Il suo passato da donna angelicato è racchiuso in un album segreto, che mostra alle donne del paese fino allo scoperchiamento del lato di sé che aveva seppellito e che costringe le altre donne a una feroce autoanalisi: siamo vigliacche perché Eddie è scomoda, ci interroga, ci scuote nelle fondamenta, ci dice che dobbiamo capire. Della bambina dei riccioli d’oro, paffuta e rassicurante, emerge una giovane con le fattezze da amazzone che si trasforma e cavalca caparbiamente i cavalli e poi la donna risoluta con fucile da caccia in spalla, puntato contro il nemico esterno, la società giudicante e anche il pensiero maschio introiettato in quelle ragazze di paese che soffrivano per la sua deviazione ma intimamente ne ammiravano la forza. Leggere Ada Negri provoca felicità, una sensazione di pienezza, che solo le straniere assolute possono raccontare, lasciando il segno sui tempi e insegnandoci la libertà dell’essere “cuori frecce lance ridenti.”
Vi era un tempo lontano in cui i nomadi si spostavano sulle lande deserte del takyr, nei territori curdi e aspri dell’antico Turkmenistan sovietico degli anni trenta. Si fatica a pensare a un tempo preciso, perché takyr, il nome delle terre argillose che davano nutrimento e patimento alle orde carovaniere, è una dimensione del tempo, dell’anima, sospesa nello spazio liscio e galleggiante della sabbia. In questo tempo, lungo e circolare, si consumano le vite delle donne coperte dai veli, vendute dai genitori al loro padrone, consumate dal vento arido, dalle carestie e dalla consunzione delle carni troppo presto esposte alla vecchiaia. Il tempo di essere adolescente e di accarezzare i granelli di sabbia, di sincronizzare la propria malinconia con quella dei cavalli e delle pecore viandanti, che si è già pronti per una solitudine eterna.
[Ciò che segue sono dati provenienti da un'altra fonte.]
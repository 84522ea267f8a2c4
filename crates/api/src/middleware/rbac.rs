//! Role-based access control extractors.

use axum::extract::FromRequestParts;
use axum::http::request::Parts;
use stroyka_core::error::CoreError;

use super::auth::AuthUser;
use crate::error::AppError;
use crate::state::AppState;

/// Requires the `ADMIN` role. Rejects with 403 Forbidden otherwise.
///
/// ```ignore
/// async fn admin_only(RequireAdmin(user): RequireAdmin) -> AppResult<Json<()>> {
///     // user is guaranteed to be an admin here
///     Ok(Json(()))
/// }
/// ```
pub struct RequireAdmin(pub AuthUser);

impl FromRequestParts<AppState> for RequireAdmin {
    type Rejection = AppError;

    async fn from_request_parts(
        parts: &mut Parts,
        state: &AppState,
    ) -> Result<Self, Self::Rejection> {
        let user = AuthUser::from_request_parts(parts, state).await?;
        if !user.is_admin() {
            return Err(AppError::Core(CoreError::Forbidden(
                "Admin role required".into(),
            )));
        }
        Ok(RequireAdmin(user))
    }
}
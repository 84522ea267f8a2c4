//! Repository for the `attributes` table.

use sqlx::PgPool;
use stroyka_core::types::DbId;

use crate::models::attribute::{Attribute, AttributeFilter, CreateAttribute, UpdateAttribute};

/// Column list shared across queries to avoid repetition.
const COLUMNS: &str = "id, name, created_at, updated_at";

/// Provides CRUD operations for attributes.
pub struct AttributeRepo;

impl AttributeRepo {
    /// Insert a new attribute, returning the created row.
    pub async fn create(pool: &PgPool, input: &CreateAttribute) -> Result<Attribute, sqlx::Error> {
        let query = format!("INSERT INTO attributes (name) VALUES ($1) RETURNING {COLUMNS}");
        sqlx::query_as::<_, Attribute>(&query)
            .bind(&input.name)
            .fetch_one(pool)
            .await
    }

    /// Find an attribute by its internal ID.
    pub async fn find_by_id(pool: &PgPool, id: DbId) -> Result<Option<Attribute>, sqlx::Error> {
        let query = format!("SELECT {COLUMNS} FROM attributes WHERE id = $1");
        sqlx::query_as::<_, Attribute>(&query)
            .bind(id)
            .fetch_optional(pool)
            .await
    }

    /// List attributes matching every supplied filter criterion.
    pub async fn list(
        pool: &PgPool,
        filter: &AttributeFilter,
    ) -> Result<Vec<Attribute>, sqlx::Error> {
        match &filter.name {
            Some(name) => {
                let query =
                    format!("SELECT {COLUMNS} FROM attributes WHERE name = $1 ORDER BY id");
                sqlx::query_as::<_, Attribute>(&query)
                    .bind(name)
                    .fetch_all(pool)
                    .await
            }
            None => {
                let query = format!("SELECT {COLUMNS} FROM attributes ORDER BY id");
                sqlx::query_as::<_, Attribute>(&query).fetch_all(pool).await
            }
        }
    }

    /// Update an attribute. Only non-`None` fields in `input` are applied.
    ///
    /// Returns `None` if no row with the given `id` exists.
    pub async fn update(
        pool: &PgPool,
        id: DbId,
        input: &UpdateAttribute,
    ) -> Result<Option<Attribute>, sqlx::Error> {
        let query = format!(
            "UPDATE attributes SET
                name = COALESCE($2, name),
                updated_at = NOW()
             WHERE id = $1
             RETURNING {COLUMNS}"
        );
        sqlx::query_as::<_, Attribute>(&query)
            .bind(id)
            .bind(&input.name)
            .fetch_optional(pool)
            .await
    }

    /// Delete an attribute by ID. Returns `true` if a row was removed.
    pub async fn delete(pool: &PgPool, id: DbId) -> Result<bool, sqlx::Error> {
        let result = sqlx::query("DELETE FROM attributes WHERE id = $1")
            .bind(id)
            .execute(pool)
            .await?;
        Ok(result.rows_affected() > 0)
    }
}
Il tempo della memoria lunga era una somma di attimi fugaci , come le voci di chi passa velocemente per passare la notte e poi fugge all’alba , toglie le tende, cena con il respiro dell’animale, sugge acqua dai pozzi disseminati, sente il peso della bisaccia. La piccola Giumal, nasce così, pura come un fiore del deserto , subita esposta alla morte e ai pericoli del deserto turkmeno. Sopravvive e diviene adolescente conoscendo presto le ineluttabili leggi della sua gente: un corpo prestato al piacere altrui, la prostrazione, il duro lavoro.
“Cresciuta nell’angoscia e nella malinconia, nella fame e nella schiavitù, ma viva pura e paziente”.
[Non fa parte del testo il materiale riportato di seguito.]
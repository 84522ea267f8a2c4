//! Repository for the `project_images` table.

use sqlx::PgPool;
use stroyka_core::types::DbId;

use crate::models::project_image::ProjectImage;

/// Column list shared across queries to avoid repetition.
const COLUMNS: &str = "id, id_project, image, created_at";

/// Provides CRUD operations for project gallery images.
pub struct ProjectImageRepo;

impl ProjectImageRepo {
    /// Insert a new image row for a project, returning the created row.
    pub async fn create(
        pool: &PgPool,
        id_project: DbId,
        image: &str,
    ) -> Result<ProjectImage, sqlx::Error> {
        let query = format!(
            "INSERT INTO project_images (id_project, image) VALUES ($1, $2) RETURNING {COLUMNS}"
        );
        sqlx::query_as::<_, ProjectImage>(&query)
            .bind(id_project)
            .bind(image)
            .fetch_one(pool)
            .await
    }

    /// Find an image row by its internal ID.
    pub async fn find_by_id(pool: &PgPool, id: DbId) -> Result<Option<ProjectImage>, sqlx::Error> {
        let query = format!("SELECT {COLUMNS} FROM project_images WHERE id = $1");
        sqlx::query_as::<_, ProjectImage>(&query)
            .bind(id)
            .fetch_optional(pool)
            .await
    }

    /// List a project's images in insertion order.
    pub async fn list_by_project(
        pool: &PgPool,
        id_project: DbId,
    ) -> Result<Vec<ProjectImage>, sqlx::Error> {
        let query =
            format!("SELECT {COLUMNS} FROM project_images WHERE id_project = $1 ORDER BY id");
        sqlx::query_as::<_, ProjectImage>(&query)
            .bind(id_project)
            .fetch_all(pool)
            .await
    }

    /// Delete an image row by ID. Returns `true` if a row was removed.
    pub async fn delete(pool: &PgPool, id: DbId) -> Result<bool, sqlx::Error> {
        let result = sqlx::query("DELETE FROM project_images WHERE id = $1")
            .bind(id)
            .execute(pool)
            .await?;
        Ok(result.rows_affected() > 0)
    }
}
Giumal non sapeva cosa vi fosse al di là del deserto, non conosceva l’altrove. Quando morivano i mariti, le donne del takyr, bagnavano lo jasmak per simulare le lacrime. Lei non conosceva l’amore non lo sapeva, il suo cuore era arido come le dune desertiche che aggiungono granelli al vento e seppelliscono cammelli malati. Dove è condotta Giumal? Verso un sogno che non esiste come le allucinazioni della dune, quando il caldo e la sete si impossessano della mente. La sua vita ha una dolcezza silente che si scopre solo nei dettagli, quando adulta, laureata in agraria ritorna nel takyr per recuperare le specie di piante perdute, in un palazzo dal serpente dorato sulla sommità, una croce russa che conserva i resti della madre, lo scheletro del suo amante polverizzato, una storia controrivoluzionaria che non porta nessuna bandiera, nessun vessillo: tutto è nello spazio di un takyr, dove vita e morte si avvicendano come petali cadenti.